▶ [ACTIVITY]
Each line of the listing where "thread" appears should be reported.

▶ [DATA FOR THE TASK]

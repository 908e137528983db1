//! Trace example
//!
//! Times operations with traces, a custom duration renderer and a custom
//! time format for the start/end fields.
//!
//! Run with: cargo run --example trace_usage

use rust_log_router::prelude::*;
use rust_log_router::trace;
use std::thread;
use std::time::Duration;

fn main() -> Result<()> {
    println!("=== Rust Log Router - Trace Example ===\n");

    let logger = Logger::builder()
        .time_format(TimestampFormat::Iso8601Micros)
        .handler(ConsoleHandler::new(), &[LogLevel::Trace, LogLevel::Info])
        .build()?;

    println!("1. Explicitly ended trace:");
    let mut load = logger.trace("loading configuration");
    thread::sleep(Duration::from_millis(15));
    load.add_field("files", 3);
    load.end();

    println!("\n2. Trace ended when it goes out of scope:");
    {
        let _sync = trace!(logger, "syncing shard {}", 7);
        thread::sleep(Duration::from_millis(5));
    }

    println!("\n3. Durations in whole milliseconds:");
    logger.register_duration_func(|elapsed| format!("{}ms", elapsed.as_millis()));
    let warm = logger
        .with_fields([logger.field("entries", 1024)])
        .trace("warming cache");
    thread::sleep(Duration::from_millis(25));
    warm.end();

    logger.info("done");

    println!("\n=== Example completed successfully! ===");

    Ok(())
}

▶ [TASK OUTPUT]
use std::thread;
    thread::sleep(Duration::from_millis(15));
        thread::sleep(Duration::from_millis(5));
    thread::sleep(Duration::from_millis(25));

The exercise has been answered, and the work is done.